◆ Problem
In the records that come next, find every line with "SessionHandle". Return those lines.

◆ Records
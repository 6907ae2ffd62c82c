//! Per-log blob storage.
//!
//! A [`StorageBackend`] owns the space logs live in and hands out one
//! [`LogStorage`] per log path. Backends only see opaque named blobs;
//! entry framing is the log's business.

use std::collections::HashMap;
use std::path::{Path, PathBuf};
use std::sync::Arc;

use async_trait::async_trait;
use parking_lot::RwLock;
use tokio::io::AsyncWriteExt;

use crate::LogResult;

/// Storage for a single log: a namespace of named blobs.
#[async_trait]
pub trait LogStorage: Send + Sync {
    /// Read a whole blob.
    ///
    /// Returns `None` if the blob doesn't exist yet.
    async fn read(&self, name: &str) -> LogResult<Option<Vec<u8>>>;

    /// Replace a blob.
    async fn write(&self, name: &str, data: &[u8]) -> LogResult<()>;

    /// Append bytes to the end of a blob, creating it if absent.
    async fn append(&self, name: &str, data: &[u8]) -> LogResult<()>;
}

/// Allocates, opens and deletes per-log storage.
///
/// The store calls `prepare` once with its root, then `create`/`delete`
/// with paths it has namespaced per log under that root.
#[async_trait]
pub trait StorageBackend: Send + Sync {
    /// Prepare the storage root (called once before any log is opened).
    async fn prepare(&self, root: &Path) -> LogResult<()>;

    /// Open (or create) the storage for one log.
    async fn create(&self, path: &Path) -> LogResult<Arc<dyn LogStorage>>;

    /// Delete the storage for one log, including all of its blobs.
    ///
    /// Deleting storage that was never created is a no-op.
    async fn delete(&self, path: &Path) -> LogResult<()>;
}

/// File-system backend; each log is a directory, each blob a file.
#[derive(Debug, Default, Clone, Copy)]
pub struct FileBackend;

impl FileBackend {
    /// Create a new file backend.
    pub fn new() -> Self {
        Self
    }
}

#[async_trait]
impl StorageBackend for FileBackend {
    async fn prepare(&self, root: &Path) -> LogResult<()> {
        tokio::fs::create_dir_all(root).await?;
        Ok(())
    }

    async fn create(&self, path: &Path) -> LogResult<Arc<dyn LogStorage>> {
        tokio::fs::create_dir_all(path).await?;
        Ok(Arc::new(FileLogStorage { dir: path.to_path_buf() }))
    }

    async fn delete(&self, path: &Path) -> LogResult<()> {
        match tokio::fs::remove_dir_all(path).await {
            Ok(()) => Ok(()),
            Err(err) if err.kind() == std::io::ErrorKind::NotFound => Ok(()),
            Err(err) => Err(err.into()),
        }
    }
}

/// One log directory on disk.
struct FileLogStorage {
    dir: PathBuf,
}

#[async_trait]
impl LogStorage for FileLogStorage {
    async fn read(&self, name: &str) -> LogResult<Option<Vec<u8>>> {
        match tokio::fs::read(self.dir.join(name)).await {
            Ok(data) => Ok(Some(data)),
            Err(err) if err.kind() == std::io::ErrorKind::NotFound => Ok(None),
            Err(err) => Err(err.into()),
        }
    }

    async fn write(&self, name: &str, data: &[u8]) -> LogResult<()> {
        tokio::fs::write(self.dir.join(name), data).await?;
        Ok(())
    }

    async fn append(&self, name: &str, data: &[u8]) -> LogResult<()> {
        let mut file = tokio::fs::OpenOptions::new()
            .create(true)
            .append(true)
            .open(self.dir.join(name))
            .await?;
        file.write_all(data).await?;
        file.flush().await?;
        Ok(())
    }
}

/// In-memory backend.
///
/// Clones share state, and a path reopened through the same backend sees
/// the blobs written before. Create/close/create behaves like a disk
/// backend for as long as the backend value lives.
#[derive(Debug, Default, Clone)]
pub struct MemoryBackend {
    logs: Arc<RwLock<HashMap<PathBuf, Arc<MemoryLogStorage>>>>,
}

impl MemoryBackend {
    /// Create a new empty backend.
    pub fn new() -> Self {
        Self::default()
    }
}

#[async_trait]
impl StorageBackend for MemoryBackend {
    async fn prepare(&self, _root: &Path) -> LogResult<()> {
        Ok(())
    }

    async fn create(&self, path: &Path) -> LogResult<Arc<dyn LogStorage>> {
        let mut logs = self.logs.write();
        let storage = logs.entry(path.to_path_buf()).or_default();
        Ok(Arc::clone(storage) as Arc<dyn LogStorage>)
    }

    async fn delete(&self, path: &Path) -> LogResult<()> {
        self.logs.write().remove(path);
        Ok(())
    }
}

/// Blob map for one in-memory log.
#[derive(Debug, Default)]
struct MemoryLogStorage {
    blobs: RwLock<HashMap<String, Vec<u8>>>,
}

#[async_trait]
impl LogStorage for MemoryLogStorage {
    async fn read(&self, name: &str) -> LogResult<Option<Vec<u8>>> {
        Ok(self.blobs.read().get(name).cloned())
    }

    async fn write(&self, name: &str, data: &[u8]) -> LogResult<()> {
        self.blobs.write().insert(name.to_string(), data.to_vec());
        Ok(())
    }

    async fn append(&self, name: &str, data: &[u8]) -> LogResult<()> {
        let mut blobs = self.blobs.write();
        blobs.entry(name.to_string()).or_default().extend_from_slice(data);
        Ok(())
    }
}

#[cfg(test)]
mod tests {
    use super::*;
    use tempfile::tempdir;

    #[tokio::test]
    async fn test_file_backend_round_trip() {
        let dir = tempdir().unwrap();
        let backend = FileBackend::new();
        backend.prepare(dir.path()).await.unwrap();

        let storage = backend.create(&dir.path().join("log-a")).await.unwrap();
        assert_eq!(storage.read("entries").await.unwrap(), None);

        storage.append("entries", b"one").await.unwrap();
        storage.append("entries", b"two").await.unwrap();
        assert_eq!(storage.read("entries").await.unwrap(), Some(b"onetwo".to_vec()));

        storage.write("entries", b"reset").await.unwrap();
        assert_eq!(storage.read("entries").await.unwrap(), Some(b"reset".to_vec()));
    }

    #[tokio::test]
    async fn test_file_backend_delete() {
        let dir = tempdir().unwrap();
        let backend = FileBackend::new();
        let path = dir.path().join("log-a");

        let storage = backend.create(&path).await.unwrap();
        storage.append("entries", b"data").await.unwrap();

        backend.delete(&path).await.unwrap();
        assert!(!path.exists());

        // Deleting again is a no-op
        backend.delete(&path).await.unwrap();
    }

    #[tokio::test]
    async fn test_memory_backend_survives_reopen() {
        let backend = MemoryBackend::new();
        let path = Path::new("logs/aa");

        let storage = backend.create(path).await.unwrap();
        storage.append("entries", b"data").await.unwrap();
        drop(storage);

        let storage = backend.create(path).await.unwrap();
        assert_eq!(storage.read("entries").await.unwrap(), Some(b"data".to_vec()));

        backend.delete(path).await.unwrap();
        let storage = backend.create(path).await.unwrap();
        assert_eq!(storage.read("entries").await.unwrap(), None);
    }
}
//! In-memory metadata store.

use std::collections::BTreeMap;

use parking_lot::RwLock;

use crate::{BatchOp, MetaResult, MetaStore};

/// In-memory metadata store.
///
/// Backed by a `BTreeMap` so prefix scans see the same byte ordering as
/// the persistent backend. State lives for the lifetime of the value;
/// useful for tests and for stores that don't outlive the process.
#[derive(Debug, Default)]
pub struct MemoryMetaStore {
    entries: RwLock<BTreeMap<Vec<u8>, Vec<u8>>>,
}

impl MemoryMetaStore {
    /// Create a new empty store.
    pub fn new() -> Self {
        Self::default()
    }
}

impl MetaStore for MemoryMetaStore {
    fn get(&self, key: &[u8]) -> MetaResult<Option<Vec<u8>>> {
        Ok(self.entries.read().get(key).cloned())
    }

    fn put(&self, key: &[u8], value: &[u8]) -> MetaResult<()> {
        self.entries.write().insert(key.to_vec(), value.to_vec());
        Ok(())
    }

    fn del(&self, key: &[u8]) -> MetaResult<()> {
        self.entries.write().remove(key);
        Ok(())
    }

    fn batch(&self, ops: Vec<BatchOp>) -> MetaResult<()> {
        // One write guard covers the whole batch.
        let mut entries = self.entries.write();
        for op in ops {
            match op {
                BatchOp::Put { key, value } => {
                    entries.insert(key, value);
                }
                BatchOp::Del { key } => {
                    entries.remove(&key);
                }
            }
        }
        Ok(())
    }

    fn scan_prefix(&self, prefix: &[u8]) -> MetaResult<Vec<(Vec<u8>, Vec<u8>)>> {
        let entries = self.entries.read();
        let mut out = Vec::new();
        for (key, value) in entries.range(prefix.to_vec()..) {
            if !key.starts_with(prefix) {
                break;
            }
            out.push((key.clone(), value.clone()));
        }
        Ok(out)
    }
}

==

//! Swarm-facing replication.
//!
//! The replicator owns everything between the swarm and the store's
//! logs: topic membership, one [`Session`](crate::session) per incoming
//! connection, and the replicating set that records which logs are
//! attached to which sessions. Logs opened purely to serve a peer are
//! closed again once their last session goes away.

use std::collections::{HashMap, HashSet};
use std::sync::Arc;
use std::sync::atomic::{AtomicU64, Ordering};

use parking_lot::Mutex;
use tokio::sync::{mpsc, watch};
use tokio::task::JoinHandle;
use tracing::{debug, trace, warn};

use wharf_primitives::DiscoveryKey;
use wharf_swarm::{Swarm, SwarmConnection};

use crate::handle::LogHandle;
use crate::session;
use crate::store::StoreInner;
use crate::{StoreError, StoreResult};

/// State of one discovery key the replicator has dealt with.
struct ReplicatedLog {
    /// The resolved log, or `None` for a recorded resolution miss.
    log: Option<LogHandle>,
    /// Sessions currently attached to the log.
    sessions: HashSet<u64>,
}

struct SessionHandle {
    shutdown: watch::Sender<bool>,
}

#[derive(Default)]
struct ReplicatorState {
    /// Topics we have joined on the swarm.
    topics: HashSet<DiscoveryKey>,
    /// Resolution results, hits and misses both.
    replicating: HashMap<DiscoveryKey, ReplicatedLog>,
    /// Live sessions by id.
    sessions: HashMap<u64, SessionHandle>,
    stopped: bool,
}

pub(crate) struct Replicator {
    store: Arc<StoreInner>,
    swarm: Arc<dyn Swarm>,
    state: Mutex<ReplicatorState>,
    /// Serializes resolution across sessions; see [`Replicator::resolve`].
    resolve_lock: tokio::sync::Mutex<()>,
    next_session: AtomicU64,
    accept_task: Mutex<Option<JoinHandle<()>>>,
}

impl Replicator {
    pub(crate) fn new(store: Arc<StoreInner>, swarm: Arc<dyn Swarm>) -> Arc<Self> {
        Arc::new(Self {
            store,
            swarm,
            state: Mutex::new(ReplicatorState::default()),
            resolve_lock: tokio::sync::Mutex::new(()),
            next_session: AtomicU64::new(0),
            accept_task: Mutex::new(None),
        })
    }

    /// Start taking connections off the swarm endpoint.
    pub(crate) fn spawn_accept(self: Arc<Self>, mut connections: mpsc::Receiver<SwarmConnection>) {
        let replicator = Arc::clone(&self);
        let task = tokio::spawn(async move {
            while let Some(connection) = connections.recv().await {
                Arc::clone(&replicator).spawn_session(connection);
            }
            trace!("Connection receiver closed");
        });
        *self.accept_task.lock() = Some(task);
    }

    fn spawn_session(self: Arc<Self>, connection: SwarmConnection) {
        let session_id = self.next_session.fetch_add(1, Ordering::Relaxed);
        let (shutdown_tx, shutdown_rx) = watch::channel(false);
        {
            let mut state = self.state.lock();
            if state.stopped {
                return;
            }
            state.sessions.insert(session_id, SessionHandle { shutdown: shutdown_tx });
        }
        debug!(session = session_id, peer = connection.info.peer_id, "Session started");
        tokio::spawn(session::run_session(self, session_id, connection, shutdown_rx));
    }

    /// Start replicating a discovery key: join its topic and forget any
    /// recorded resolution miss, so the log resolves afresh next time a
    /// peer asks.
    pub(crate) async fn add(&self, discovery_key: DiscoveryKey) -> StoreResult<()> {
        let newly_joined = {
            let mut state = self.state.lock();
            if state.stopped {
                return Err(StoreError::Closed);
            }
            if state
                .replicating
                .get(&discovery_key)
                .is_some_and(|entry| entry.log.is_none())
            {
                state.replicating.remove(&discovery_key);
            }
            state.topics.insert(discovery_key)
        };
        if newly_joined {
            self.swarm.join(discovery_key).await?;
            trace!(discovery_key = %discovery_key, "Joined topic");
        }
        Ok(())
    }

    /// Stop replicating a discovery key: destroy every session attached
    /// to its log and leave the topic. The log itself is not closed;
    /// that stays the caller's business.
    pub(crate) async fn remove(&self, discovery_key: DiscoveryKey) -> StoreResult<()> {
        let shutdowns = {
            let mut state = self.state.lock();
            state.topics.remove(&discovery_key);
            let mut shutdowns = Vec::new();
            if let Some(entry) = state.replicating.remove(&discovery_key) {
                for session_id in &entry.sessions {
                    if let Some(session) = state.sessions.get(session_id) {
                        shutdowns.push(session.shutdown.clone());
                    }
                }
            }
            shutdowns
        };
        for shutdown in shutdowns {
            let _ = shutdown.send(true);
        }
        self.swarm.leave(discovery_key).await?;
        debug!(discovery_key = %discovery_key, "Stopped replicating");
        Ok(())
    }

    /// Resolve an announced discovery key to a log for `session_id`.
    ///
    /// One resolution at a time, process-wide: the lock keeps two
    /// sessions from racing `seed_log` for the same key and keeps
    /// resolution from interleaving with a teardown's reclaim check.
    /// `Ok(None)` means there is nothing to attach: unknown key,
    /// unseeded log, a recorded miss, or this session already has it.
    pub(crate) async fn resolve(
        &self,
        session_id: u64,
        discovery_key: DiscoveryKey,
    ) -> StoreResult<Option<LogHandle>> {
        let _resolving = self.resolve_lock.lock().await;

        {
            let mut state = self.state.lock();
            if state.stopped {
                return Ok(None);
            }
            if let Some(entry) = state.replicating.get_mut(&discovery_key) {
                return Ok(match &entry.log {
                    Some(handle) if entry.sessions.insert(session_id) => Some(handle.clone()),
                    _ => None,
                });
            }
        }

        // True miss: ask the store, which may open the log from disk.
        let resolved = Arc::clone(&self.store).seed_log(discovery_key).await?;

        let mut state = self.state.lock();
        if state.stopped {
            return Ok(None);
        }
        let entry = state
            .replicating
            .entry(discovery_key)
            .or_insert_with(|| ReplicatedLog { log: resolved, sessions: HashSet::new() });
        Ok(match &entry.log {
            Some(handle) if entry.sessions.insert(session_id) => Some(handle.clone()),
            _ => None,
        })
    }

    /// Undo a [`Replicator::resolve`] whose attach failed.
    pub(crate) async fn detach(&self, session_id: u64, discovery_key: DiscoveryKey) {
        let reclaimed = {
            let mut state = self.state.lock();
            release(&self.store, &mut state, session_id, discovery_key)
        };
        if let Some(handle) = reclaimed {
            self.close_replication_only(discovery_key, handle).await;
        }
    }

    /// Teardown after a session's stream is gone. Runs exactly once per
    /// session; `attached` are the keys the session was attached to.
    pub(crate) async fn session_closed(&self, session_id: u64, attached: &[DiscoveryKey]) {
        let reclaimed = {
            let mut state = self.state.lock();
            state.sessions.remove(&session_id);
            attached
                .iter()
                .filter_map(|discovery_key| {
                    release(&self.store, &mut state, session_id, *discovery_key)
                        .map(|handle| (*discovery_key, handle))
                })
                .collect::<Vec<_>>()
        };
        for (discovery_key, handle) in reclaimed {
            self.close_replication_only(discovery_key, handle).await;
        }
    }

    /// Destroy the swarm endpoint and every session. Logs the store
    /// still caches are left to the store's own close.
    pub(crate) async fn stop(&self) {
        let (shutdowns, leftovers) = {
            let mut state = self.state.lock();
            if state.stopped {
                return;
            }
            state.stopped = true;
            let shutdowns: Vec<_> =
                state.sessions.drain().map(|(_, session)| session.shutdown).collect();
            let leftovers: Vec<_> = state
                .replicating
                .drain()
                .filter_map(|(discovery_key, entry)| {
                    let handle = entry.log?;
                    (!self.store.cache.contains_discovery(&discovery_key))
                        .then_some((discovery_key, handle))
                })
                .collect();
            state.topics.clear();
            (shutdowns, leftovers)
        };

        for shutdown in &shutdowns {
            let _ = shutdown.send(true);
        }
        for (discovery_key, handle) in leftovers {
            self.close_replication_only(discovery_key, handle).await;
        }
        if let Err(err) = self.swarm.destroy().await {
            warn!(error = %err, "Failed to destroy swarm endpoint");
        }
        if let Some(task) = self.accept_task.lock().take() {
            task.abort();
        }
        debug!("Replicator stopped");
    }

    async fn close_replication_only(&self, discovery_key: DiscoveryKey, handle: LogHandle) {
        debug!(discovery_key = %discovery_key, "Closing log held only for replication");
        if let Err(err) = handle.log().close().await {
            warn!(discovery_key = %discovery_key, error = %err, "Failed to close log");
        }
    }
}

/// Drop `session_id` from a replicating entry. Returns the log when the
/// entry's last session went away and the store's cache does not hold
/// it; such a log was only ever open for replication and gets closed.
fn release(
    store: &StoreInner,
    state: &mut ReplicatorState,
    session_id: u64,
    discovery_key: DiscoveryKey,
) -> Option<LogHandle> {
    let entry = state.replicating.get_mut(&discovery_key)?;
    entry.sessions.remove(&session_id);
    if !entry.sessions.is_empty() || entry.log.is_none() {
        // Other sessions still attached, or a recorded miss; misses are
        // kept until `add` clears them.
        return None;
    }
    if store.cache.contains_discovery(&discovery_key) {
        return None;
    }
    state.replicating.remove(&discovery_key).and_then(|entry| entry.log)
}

◆ Response to the exercise
struct SessionHandle {
    sessions: HashMap<u64, SessionHandle>,
            state.sessions.insert(session_id, SessionHandle { shutdown: shutdown_tx });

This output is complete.